WORK ORDER
In the listing below, find the line containing "repository a31ab8b0b33d17e4" and the line containing "channel against the". Repeat exactly those two lines and every line between them, nothing more.

*** PROVIDED RECORDS ***

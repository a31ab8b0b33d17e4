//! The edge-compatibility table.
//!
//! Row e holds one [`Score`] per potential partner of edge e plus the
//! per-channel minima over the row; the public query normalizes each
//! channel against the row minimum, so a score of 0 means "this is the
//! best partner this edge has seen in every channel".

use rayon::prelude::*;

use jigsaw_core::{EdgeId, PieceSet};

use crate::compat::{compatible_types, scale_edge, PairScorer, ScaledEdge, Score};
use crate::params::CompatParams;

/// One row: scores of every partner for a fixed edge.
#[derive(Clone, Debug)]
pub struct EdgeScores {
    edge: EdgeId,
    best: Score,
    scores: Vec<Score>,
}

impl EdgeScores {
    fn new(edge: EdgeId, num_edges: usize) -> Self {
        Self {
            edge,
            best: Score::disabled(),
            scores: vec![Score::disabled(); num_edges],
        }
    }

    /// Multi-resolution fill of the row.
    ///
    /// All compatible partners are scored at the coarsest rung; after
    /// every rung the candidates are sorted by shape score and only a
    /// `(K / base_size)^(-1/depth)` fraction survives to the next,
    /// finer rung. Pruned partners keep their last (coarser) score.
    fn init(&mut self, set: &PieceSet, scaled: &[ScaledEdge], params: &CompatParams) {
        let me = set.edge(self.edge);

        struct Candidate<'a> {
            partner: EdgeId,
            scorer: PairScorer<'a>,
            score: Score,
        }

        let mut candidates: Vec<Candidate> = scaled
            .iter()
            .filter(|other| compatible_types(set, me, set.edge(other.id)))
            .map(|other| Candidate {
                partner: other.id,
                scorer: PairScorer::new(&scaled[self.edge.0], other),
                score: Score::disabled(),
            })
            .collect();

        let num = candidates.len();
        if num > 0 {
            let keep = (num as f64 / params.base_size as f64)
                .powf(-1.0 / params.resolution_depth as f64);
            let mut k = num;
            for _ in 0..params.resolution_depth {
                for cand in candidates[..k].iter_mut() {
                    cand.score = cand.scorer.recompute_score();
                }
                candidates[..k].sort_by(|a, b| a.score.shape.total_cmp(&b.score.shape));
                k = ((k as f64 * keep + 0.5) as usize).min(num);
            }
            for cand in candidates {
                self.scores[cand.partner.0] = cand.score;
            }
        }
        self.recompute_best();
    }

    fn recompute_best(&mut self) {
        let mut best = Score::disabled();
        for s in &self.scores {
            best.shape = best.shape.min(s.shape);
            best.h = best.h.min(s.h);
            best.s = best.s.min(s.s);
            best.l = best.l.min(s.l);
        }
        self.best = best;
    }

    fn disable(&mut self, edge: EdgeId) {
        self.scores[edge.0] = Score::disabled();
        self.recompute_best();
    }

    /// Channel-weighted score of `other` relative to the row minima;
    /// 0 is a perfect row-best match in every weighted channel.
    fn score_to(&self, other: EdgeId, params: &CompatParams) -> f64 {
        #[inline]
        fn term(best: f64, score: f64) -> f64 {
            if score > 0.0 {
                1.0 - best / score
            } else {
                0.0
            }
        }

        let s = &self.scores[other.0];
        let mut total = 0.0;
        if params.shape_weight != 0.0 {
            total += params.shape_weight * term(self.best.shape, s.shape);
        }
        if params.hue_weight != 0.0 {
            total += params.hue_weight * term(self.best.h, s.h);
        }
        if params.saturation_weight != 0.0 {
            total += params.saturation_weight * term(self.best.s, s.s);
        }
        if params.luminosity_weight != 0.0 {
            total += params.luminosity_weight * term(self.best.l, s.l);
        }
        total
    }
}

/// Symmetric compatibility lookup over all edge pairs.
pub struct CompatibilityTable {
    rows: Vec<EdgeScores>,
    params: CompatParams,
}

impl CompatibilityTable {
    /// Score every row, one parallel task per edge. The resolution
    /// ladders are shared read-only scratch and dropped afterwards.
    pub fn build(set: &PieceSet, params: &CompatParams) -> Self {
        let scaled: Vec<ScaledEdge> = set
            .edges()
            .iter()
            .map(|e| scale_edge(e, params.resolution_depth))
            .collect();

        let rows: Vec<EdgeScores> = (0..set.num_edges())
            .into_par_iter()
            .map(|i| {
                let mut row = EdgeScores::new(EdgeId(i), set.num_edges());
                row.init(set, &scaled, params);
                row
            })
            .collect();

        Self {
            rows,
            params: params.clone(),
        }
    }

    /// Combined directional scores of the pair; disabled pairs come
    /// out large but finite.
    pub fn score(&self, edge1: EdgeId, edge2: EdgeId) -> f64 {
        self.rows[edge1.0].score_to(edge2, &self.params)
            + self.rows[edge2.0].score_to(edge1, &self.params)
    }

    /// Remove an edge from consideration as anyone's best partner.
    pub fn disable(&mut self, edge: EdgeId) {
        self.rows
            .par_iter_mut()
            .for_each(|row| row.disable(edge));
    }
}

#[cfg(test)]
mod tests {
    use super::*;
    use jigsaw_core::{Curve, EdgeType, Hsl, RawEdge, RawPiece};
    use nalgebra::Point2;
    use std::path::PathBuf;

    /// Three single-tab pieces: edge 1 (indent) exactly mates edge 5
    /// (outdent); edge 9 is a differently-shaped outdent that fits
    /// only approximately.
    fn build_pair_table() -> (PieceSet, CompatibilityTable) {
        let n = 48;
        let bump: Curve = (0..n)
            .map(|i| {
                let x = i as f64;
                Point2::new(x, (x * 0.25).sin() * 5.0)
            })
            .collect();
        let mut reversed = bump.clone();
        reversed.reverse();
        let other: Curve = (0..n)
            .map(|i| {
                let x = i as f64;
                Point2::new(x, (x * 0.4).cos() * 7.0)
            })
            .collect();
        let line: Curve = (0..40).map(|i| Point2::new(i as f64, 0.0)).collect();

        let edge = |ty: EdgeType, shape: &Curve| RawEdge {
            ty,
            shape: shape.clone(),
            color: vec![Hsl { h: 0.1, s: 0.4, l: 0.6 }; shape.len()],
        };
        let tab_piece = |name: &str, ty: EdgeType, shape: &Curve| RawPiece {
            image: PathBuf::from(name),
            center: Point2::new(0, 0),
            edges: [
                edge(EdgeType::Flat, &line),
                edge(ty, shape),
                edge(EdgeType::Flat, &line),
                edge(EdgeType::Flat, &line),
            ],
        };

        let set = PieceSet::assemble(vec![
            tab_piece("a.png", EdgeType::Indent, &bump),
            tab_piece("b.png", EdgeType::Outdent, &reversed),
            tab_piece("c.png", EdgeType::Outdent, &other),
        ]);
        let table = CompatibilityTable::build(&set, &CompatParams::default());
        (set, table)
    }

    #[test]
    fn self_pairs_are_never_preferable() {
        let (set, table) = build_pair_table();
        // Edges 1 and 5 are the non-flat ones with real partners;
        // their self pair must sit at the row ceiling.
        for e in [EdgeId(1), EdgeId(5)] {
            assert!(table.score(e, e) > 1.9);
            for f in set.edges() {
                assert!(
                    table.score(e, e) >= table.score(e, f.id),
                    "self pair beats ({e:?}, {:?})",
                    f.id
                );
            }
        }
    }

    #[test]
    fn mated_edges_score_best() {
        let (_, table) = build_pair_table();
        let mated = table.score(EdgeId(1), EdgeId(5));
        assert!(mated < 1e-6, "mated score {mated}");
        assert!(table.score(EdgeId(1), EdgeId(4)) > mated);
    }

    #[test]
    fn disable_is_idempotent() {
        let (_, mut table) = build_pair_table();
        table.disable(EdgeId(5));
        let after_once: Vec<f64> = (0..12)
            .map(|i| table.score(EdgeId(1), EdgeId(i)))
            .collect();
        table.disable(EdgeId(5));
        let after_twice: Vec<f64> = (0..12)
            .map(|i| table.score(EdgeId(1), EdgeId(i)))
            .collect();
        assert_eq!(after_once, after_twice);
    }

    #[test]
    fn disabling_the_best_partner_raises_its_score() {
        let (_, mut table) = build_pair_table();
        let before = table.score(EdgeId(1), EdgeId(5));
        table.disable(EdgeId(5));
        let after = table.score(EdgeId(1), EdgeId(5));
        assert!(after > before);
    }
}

*** End of PROVIDED RECORDS ***
*** PROVIDED RECORDS ***

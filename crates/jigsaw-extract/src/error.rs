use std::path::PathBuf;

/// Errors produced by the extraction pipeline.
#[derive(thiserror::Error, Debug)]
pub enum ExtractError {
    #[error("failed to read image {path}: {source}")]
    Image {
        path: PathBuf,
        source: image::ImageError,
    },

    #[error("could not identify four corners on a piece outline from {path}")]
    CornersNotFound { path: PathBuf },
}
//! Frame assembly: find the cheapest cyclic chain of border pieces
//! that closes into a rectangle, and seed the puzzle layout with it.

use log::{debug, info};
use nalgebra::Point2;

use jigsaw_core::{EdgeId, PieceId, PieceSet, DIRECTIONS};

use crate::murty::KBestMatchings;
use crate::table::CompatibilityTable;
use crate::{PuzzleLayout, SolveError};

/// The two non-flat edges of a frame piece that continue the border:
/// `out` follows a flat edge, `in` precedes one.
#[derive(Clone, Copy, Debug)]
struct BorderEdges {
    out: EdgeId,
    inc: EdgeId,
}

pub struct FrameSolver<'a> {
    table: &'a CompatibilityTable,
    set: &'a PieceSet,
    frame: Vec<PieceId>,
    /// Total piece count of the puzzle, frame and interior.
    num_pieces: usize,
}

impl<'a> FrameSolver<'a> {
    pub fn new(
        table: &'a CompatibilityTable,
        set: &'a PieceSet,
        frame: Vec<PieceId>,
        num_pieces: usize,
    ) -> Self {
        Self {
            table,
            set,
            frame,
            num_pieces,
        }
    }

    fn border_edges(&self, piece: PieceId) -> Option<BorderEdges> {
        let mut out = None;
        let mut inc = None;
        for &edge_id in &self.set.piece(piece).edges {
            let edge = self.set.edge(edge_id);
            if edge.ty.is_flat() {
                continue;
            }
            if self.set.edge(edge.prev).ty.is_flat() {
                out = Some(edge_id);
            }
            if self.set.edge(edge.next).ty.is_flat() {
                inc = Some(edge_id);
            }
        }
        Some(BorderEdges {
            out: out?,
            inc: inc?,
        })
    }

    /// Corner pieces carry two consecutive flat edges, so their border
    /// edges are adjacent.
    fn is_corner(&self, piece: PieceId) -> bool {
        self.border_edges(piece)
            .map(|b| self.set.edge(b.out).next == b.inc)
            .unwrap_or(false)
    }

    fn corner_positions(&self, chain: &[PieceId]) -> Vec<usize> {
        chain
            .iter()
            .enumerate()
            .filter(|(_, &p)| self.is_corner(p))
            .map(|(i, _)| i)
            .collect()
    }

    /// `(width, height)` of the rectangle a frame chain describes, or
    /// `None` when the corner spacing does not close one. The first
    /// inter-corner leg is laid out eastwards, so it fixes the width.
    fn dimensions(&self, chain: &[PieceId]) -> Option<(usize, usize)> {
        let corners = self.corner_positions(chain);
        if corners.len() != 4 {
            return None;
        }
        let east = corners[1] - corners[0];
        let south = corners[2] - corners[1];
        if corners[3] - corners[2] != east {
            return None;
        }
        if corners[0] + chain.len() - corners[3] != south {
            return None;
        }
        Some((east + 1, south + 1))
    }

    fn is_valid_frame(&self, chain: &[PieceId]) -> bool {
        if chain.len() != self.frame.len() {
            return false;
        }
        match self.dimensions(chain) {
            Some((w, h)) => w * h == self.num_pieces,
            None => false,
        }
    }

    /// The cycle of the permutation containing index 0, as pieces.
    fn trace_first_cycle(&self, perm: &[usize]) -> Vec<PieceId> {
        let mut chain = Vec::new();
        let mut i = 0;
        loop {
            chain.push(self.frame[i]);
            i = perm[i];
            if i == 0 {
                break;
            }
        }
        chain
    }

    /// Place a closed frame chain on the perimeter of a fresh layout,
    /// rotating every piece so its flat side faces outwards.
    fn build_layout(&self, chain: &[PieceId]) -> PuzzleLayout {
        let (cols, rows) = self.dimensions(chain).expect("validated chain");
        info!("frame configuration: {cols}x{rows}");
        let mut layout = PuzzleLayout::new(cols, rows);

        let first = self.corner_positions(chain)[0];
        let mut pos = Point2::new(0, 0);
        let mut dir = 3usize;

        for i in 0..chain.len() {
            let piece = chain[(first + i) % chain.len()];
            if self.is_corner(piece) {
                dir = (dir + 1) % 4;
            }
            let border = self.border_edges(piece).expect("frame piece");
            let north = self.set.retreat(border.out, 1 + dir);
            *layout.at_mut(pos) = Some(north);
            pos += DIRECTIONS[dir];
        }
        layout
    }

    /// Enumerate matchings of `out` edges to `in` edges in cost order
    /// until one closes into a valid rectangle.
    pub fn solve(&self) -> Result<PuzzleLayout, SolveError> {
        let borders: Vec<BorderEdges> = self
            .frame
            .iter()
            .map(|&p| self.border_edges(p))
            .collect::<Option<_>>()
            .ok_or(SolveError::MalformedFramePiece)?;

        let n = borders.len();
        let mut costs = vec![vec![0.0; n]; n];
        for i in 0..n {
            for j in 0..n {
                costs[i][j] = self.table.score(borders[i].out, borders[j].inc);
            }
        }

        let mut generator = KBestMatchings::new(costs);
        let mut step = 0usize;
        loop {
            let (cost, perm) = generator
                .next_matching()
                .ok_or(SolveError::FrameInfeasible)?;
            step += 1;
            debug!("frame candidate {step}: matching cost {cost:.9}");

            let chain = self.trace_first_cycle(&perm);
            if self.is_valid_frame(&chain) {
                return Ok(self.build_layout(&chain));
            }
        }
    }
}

*** End of PROVIDED RECORDS ***
*** PROVIDED RECORDS ***

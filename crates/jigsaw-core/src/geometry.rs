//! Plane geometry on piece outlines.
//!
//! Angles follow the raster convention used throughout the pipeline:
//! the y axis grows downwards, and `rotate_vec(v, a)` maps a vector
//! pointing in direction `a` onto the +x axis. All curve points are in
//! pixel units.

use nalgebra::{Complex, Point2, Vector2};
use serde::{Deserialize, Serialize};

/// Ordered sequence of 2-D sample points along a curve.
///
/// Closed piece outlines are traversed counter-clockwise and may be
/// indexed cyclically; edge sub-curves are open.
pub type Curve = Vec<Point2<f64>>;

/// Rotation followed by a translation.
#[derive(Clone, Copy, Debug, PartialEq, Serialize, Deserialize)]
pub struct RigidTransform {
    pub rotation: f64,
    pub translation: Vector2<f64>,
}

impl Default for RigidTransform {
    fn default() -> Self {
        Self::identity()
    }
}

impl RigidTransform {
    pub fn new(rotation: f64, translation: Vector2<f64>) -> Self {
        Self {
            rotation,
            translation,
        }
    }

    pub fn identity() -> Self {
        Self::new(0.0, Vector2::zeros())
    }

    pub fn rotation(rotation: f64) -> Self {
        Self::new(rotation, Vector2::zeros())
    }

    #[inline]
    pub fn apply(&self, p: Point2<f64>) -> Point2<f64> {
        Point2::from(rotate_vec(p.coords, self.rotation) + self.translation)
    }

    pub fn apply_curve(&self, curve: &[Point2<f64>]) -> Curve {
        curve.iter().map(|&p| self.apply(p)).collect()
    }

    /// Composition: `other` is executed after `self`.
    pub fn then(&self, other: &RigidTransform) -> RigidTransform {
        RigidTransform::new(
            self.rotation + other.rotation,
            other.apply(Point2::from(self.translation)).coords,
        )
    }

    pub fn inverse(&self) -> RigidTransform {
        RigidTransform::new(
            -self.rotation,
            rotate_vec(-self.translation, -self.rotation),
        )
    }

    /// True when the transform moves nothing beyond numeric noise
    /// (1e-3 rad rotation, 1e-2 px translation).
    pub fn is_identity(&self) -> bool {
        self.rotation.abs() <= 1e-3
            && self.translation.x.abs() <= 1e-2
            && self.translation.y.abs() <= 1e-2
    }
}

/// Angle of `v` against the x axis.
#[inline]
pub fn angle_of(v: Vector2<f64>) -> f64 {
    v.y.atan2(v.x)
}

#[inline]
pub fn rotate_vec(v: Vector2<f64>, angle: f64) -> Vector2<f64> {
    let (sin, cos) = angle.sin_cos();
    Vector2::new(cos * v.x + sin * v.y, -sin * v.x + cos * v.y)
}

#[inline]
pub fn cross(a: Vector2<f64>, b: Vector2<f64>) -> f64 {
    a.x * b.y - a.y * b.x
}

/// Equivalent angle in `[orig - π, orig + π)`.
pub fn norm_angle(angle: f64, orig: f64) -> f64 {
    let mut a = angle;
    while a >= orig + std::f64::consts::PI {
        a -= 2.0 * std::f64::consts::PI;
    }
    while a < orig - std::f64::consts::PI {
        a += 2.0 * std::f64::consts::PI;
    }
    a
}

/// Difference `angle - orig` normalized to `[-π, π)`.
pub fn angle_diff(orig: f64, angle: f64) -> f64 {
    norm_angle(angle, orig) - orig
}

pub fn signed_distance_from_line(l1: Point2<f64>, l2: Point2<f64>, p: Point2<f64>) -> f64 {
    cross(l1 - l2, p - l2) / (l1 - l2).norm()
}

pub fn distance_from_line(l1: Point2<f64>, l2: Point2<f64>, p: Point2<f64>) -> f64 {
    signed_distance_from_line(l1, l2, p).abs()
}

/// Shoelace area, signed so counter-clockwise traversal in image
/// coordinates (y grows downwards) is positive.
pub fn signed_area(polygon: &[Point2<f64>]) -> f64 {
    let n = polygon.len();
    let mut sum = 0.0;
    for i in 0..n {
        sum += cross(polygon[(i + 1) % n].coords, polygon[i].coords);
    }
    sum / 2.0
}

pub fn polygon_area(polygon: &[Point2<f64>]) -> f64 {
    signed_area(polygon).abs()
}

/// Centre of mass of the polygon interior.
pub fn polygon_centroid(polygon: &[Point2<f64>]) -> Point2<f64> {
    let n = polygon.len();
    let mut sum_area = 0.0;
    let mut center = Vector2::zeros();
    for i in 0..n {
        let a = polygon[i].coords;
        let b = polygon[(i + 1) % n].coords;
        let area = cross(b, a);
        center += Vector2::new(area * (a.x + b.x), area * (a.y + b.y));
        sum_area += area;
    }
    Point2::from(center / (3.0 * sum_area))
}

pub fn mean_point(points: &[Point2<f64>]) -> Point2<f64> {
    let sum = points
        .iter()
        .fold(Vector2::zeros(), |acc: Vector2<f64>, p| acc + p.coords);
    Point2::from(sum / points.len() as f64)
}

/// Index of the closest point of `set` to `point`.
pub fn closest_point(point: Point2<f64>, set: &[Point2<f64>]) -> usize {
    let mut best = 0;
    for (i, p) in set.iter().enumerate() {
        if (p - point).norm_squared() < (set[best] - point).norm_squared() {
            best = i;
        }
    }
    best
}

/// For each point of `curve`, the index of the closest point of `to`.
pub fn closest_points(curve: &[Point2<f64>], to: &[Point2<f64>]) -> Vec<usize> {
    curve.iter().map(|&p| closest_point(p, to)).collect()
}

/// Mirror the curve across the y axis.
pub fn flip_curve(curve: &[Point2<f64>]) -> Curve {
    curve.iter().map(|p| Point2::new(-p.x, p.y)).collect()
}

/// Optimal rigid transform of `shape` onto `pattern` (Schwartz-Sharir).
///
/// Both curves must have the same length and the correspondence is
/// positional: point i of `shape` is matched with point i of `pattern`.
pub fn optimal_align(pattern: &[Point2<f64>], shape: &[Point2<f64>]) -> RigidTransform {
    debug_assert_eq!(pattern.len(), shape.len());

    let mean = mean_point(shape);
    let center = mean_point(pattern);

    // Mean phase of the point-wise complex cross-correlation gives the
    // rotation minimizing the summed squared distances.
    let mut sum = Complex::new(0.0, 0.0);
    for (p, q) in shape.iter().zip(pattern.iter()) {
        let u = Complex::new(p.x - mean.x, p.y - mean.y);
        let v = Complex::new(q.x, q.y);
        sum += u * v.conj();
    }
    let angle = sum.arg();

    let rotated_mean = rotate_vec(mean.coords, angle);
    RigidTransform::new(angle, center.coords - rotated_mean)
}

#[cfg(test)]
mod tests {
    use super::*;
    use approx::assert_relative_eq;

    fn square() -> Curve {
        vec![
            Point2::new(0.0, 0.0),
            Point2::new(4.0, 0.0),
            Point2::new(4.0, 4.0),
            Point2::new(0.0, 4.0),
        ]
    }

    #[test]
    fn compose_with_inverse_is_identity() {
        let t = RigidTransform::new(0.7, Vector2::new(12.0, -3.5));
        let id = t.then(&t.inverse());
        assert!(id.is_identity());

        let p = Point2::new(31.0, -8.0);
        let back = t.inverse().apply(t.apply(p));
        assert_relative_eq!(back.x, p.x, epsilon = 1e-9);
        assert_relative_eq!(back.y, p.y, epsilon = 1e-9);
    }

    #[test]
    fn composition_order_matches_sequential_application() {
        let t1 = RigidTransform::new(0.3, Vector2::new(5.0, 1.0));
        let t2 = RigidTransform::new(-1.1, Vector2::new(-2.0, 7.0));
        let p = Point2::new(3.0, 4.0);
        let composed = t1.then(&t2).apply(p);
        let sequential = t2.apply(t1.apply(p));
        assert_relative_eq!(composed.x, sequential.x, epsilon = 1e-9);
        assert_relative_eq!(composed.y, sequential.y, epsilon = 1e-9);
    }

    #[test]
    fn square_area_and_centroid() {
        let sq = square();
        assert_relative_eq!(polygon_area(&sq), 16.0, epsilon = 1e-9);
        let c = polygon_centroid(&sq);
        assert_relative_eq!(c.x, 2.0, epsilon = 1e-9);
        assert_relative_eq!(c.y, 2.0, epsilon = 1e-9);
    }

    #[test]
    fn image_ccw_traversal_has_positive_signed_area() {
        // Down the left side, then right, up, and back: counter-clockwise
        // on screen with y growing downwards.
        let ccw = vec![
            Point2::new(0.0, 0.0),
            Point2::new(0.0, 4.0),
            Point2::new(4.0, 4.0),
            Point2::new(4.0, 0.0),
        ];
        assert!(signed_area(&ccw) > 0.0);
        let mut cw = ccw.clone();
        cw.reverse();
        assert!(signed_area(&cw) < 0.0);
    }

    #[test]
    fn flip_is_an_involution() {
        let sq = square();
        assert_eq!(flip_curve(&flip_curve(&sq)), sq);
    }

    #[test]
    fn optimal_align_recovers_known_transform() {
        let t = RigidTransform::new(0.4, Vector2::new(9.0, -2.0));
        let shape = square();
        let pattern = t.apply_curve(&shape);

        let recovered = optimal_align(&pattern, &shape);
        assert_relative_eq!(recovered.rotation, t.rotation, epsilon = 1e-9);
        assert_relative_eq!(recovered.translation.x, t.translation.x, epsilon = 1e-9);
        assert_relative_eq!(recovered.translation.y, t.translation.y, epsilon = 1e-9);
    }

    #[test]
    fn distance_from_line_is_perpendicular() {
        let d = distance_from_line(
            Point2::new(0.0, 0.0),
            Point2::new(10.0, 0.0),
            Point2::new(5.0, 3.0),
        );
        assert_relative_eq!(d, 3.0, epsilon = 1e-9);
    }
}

*** End of PROVIDED RECORDS ***

RESULT OF THIS TASK
repository a31ab8b0b33d17e4
//! The edge-compatibility table.
//!
//! Row e holds one [`Score`] per potential partner of edge e plus the
//! per-channel minima over the row; the public query normalizes each
//! channel against the row minimum, so a score of 0 means "this is the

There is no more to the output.